§ **EXERCISE INSTRUCTIONS**
Read through the lines below and copy the ones holding the string "Percentage".

Items listed in a dataset:
>>

fn render_pharmacy(app: &mut App, frame: &mut Frame, area: Rect) {
    let [left, right] =
        Layout::horizontal([Constraint::Percentage(55), Constraint::Percentage(45)]).areas(area);
    let [form_area, list_area, detail_area] = Layout::vertical([
        Constraint::Length(form_height(&app.symptom_form)),
        Constraint::Percentage(40),
        Constraint::Min(0),
    ])
    .areas(left);
    let [catalog_area, cart_area] =
        Layout::vertical([Constraint::Percentage(50), Constraint::Percentage(50)]).areas(right);

    let editing = app.input_mode == InputMode::Editing;
    render_form(frame, form_area, &app.symptom_form, "AI Prescription Helper (educational)", editing);

    // Saved prescriptions
    let focused = app.focus == PaneFocus::Records;
    let title = format!(" Your Prescriptions ({}) ", app.prescriptions.len());
    if app.prescriptions.is_empty() {
        frame.render_widget(hint_text("No saved prescriptions.").block(pane_block(title, focused)), list_area);
    } else {
        let items: Vec<ListItem> = app.prescriptions.iter().map(|p| ListItem::new(p.title())).collect();
        let list = List::new(items)
            .block(pane_block(title, focused))
            .highlight_style(list_highlight())
            .highlight_symbol("> ");
        frame.render_stateful_widget(list, list_area, &mut app.prescriptions_state);
    }

    let detail = app
        .selected_prescription()
        .map(|p| Text::from(p.suggestion.lines().map(parse_markdown_line).collect::<Vec<_>>()))
        .unwrap_or_default();
    frame.render_widget(
        Paragraph::new(detail)
            .block(Block::default().borders(Borders::ALL).title(" Suggestion "))
            .wrap(Wrap { trim: false }),
        detail_area,
    );

    // Catalog with pending quantities
    let items: Vec<ListItem> = app
        .catalog
        .iter()
        .zip(&app.pending_qty)
        .map(|(m, qty)| {
            ListItem::new(format!("{} {} - {}  qty ◀ {} ▶", m.name, m.dosage, format_rupees(m.price), qty))
        })
        .collect();
    let list = List::new(items)
        .block(pane_block(" Medicine Store (demo) ".to_string(), app.focus == PaneFocus::Catalog))
        .highlight_style(list_highlight())
        .highlight_symbol("> ");
    frame.render_stateful_widget(list, catalog_area, &mut app.catalog_state);

    // Cart
    let mut lines: Vec<Line> = app
        .cart
        .lines()
        .map(|(name, line)| Line::from(format!("{} x{} = {}", name, line.qty, format_rupees(line.total))))
        .collect();
    if lines.is_empty() {
        lines.push(Line::from(Span::styled("Cart is empty.", Style::default().fg(Color::DarkGray))));
    } else {
        lines.push(Line::default());
        lines.push(Line::from(Span::styled(
            format!("Total: {}", format_rupees(app.cart.total())),
            Style::default().bold(),
        )));
    }
    frame.render_widget(
        Paragraph::new(lines).block(Block::default().borders(Borders::ALL).title(" Cart ")),
        cart_area,
    );
}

<<

§ **COMPLETED EXERCISE**
        Layout::horizontal([Constraint::Percentage(55), Constraint::Percentage(45)]).areas(area);
        Constraint::Percentage(40),
        Layout::vertical([Constraint::Percentage(50), Constraint::Percentage(50)]).areas(right);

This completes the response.